Zobrist was chosen as the World Series MVP, a year after he helped the Royals win the championship. Zobrist was among the players brought to the Cubs by Theo Epstein, the baseball guru who added another crown to his collection. He also assembled the Red Sox team that broke Boston’s 86-year drought with the 2004 championship.
From Curse of the Bambino to the Billy Goat Curse, he ended another jinx.
“We don’t need a plane to fly home,” Epstein said. “It’s fitting it’s got to be done with one of the best games of all time.”
Outfielder Jason Heyward had called a meeting during the rain delay, talking to his teammates in the weight room.
“I just had to remind everybody who were are, what we’ve overcome to get here,” he said.
While Cubs fans hugged with delight, there was only despair for the Indians, who now have gone longer than anyone without a crown. In the Indians’ previous World Series appearance, they were a double-play grounder from winning the 1997 title before losing Game 7 in 11 innings to the Marlins.
“It’s going to hurt. It hurts because we care, but they need to walk with their head held high because they left nothing on the field,” Francona said.
After defeating San Francisco and the Los Angeles Dodgers in the playoffs, Chicago became the first team to earn a title by winning Games 6 and 7 on the road since the 1979 Pittsburgh Pirates.
Dexter Fowler homered on Corey Kluber’s fourth pitch of the game, 23-year-old Javier Baez and the 39-year-old Ross—set to now retire—also went deep for the Cubs, who led 5-1 in the fifth inning and 6-3 in the eighth.
Chapman wound up with the win, and Montgomery got one out for his first save in the majors.

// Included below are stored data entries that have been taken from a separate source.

use super::domain::{GroupTally, Tally, VoteRecord};
use super::ScrutinError;
use chrono::NaiveDate;
use serde::{Deserialize, Deserializer};
use std::io::Read;

pub(crate) fn parse_document<R: Read>(reader: R) -> Result<VoteRecord, ScrutinError> {
    let document: ScrutinDocument = serde_json::from_reader(reader)?;
    document.scrutin.into_record()
}

#[derive(Debug, Deserialize)]
struct ScrutinDocument {
    scrutin: RawScrutin,
}

#[derive(Debug, Deserialize)]
#[serde(rename_all = "camelCase")]
struct RawScrutin {
    uid: String,
    #[serde(deserialize_with = "deserialize_date")]
    date_scrutin: NaiveDate,
    titre: String,
    #[serde(default)]
    sort: Option<RawSort>,
    #[serde(default)]
    demandeur: Option<RawDemandeur>,
    synthese_vote: RawSynthese,
    #[serde(default)]
    ventilation_votes: Option<RawVentilation>,
}

#[derive(Debug, Deserialize)]
struct RawSort {
    #[serde(default)]
    libelle: Option<String>,
}

#[derive(Debug, Deserialize)]
struct RawDemandeur {
    #[serde(default)]
    texte: Option<String>,
}

#[derive(Debug, Deserialize)]
#[serde(rename_all = "camelCase")]
struct RawSynthese {
    #[serde(deserialize_with = "deserialize_count")]
    nombre_votants: u32,
    decompte: RawDecompte,
}

#[derive(Debug, Deserialize)]
#[serde(rename_all = "camelCase")]
struct RawDecompte {
    #[serde(default, deserialize_with = "deserialize_optional_count")]
    pour: Option<u32>,
    #[serde(default, deserialize_with = "deserialize_optional_count")]
    contre: Option<u32>,
    #[serde(default, deserialize_with = "deserialize_optional_count")]
    abstentions: Option<u32>,
    #[serde(default, deserialize_with = "deserialize_optional_count")]
    non_votants: Option<u32>,
    // Parsed so malformed values are still rejected, never displayed.
    #[serde(default, deserialize_with = "deserialize_optional_count")]
    #[allow(dead_code)]
    non_votants_volontaires: Option<u32>,
}

#[derive(Debug, Deserialize)]
struct RawVentilation {
    organe: RawOrgane,
}

#[derive(Debug, Deserialize)]
struct RawOrgane {
    groupes: RawGroupes,
}

#[derive(Debug, Deserialize)]
struct RawGroupes {
    groupe: OneOrMany<RawGroup>,
}

#[derive(Debug, Deserialize)]
#[serde(rename_all = "camelCase")]
struct RawGroup {
    organe_ref: String,
    #[serde(deserialize_with = "deserialize_count")]
    nombre_membres_groupe: u32,
    vote: RawGroupVote,
}

#[derive(Debug, Deserialize)]
#[serde(rename_all = "camelCase")]
struct RawGroupVote {
    decompte_voix: RawDecompte,
}

/// The open-data export collapses single-element lists into a bare object.
#[derive(Debug, Deserialize)]
#[serde(untagged)]
enum OneOrMany<T> {
    Many(Vec<T>),
    One(T),
}

impl<T> OneOrMany<T> {
    fn into_vec(self) -> Vec<T> {
        match self {
            OneOrMany::Many(items) => items,
            OneOrMany::One(item) => vec![item],
        }
    }
}

#[derive(Debug, Deserialize)]
#[serde(untagged)]
enum RawCount {
    Number(u64),
    Text(String),
}

impl RawCount {
    fn value(self) -> Result<u32, String> {
        match self {
            RawCount::Number(value) => {
                u32::try_from(value).map_err(|_| format!("count {value} is out of range"))
            }
            RawCount::Text(raw) => raw
                .trim()
                .parse::<u32>()
                .map_err(|err| format!("failed to parse '{raw}' as a vote count ({err})")),
        }
    }
}

impl RawScrutin {
    fn into_record(self) -> Result<VoteRecord, ScrutinError> {
        let tally = self.synthese_vote.decompte.into_tally("syntheseVote.decompte")?;

        let groups = match self.ventilation_votes {
            Some(ventilation) => ventilation
                .organe
                .groupes
                .groupe
                .into_vec()
                .into_iter()
                .map(RawGroup::into_group_tally)
                .collect::<Result<Vec<_>, _>>()?,
            None => Vec::new(),
        };

        Ok(VoteRecord {
            id: self.uid,
            date: self.date_scrutin,
            title: self.titre.trim().to_string(),
            outcome_label: self
                .sort
                .and_then(|sort| sort.libelle)
                .map(|label| label.trim().to_string())
                .unwrap_or_default(),
            requester_text: self
                .demandeur
                .and_then(|demandeur| demandeur.texte)
                .map(|text| text.trim().to_string())
                .filter(|text| !text.is_empty()),
            total_voters: self.synthese_vote.nombre_votants,
            tally,
            groups,
        })
    }
}

impl RawGroup {
    fn into_group_tally(self) -> Result<GroupTally, ScrutinError> {
        let scope = format!("groupe[{}].vote.decompteVoix", self.organe_ref);
        let tally = self.vote.decompte_voix.into_tally(&scope)?;
        Ok(GroupTally {
            organ_ref: self.organe_ref,
            members: self.nombre_membres_groupe,
            tally,
        })
    }
}

impl RawDecompte {
    fn into_tally(self, scope: &str) -> Result<Tally, ScrutinError> {
        Ok(Tally {
            for_votes: required(self.pour, scope, "pour")?,
            against: required(self.contre, scope, "contre")?,
            abstentions: required(self.abstentions, scope, "abstentions")?,
            non_voters: required(self.non_votants, scope, "nonVotants")?,
        })
    }
}

fn required(value: Option<u32>, scope: &str, key: &str) -> Result<u32, ScrutinError> {
    value.ok_or_else(|| ScrutinError::MissingField {
        field: format!("{scope}.{key}"),
    })
}

pub(crate) fn parse_date(raw: &str) -> Result<NaiveDate, String> {
    NaiveDate::parse_from_str(raw.trim(), "%Y-%m-%d")
        .map_err(|err| format!("failed to parse '{raw}' as YYYY-MM-DD ({err})"))
}

fn deserialize_date<'de, D>(deserializer: D) -> Result<NaiveDate, D::Error>
where
    D: Deserializer<'de>,
{
    let raw = String::deserialize(deserializer)?;
    parse_date(&raw).map_err(serde::de::Error::custom)
}

fn deserialize_count<'de, D>(deserializer: D) -> Result<u32, D::Error>
where
    D: Deserializer<'de>,
{
    RawCount::deserialize(deserializer)?
        .value()
        .map_err(serde::de::Error::custom)
}

fn deserialize_optional_count<'de, D>(deserializer: D) -> Result<Option<u32>, D::Error>
where
    D: Deserializer<'de>,
{
    let opt = Option::<RawCount>::deserialize(deserializer)?;
    opt.map(|count| count.value().map_err(serde::de::Error::custom))
        .transpose()
}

Bryan Shaw, who gave up a leadoff single to Kyle Schwarber in the 10th, took the loss in just the fourth Game 7 that went to extra innings.
Albert Almora Jr., pinch-running for Schwarber, alertly took second on Bryant’s long fly to centre. Rizzo was intentionally walked, and Zobrist slapped an opposite-field double past a diving third baseman Jose Ramirez. Montero singled to make it a two-run lead.
Then in the bottom half, Carl Edwards Jr. struck out Mike Napoli, Ramirez grounded out, Brandon Guyer walked and Davis hit an RBI single. Montgomery took over, and helped set off a wild celebration on Chicago’s North Side.
Cubs jumped on each other between the mound and second base, and their fans in the stands kept cheering.
Twenty-one other teams had won the World Series since Cubs last were champions. They reached the top again on the 39,466th day after Orval Overall’s three-hit shutout won the 1908 finale at Detroit in a game that took 1:24. At the time, Theodore Roosevelt was president, New Mexico, Arizona, Alaska and Hawaii were not yet states, and the first Ford Model T car was two weeks old.
The Cubs were last champions when Joe Tinker, Johnny Evers and Frank Chance won consecutive titles in 1907-08, until now the only ones in team history. The Cubbies had not even reached the Series since 1945.
This one was for Ernie Banks, Ferguson Jenkins, Ron Santo and Billy Williams, who never reached the post-season.
For Gabby Hartnett, Ryne Sandberg and Greg Maddux, whose October runs fell short.
For Lee Elia and the “nickle-dime people” who spent so many wind-swept afternoons in the Friendly Confines watching loss after loss.
For Bill Veeck, who planted ivy vines against Wrigley Field’s outfield walls.
For William Sianis, the Billy Goat Tavern owner said to have proclaimed when he was asked to leave Wrigley with his pet during the ’45 Series: “Them Cubs, they ain’t gonna win no more.”
For Steve Bartman, whose life was upended when he tried to catch a foul ball as the Cubs came apart in the 2003 playoffs.
And for Harry Caray, who promised viewers after the 1991 finale that “sure as God made green apples, someday the Chicago Cubs are going to be in the World Series.”
Maddon, hired before the 2015 season, won his first Series title after establishing a loose clubhouse that featured at times Warren the pink flamingo, Simon the magician and the motto: “Try not to suck.”
“It was just an epic battle,” Zobrist said. “Just blow for blow, everybody playing their heart out. The Indians never gave up, either, and I can’t believe we’re finally standing, after 108 years, finally able to hoist the trophy.”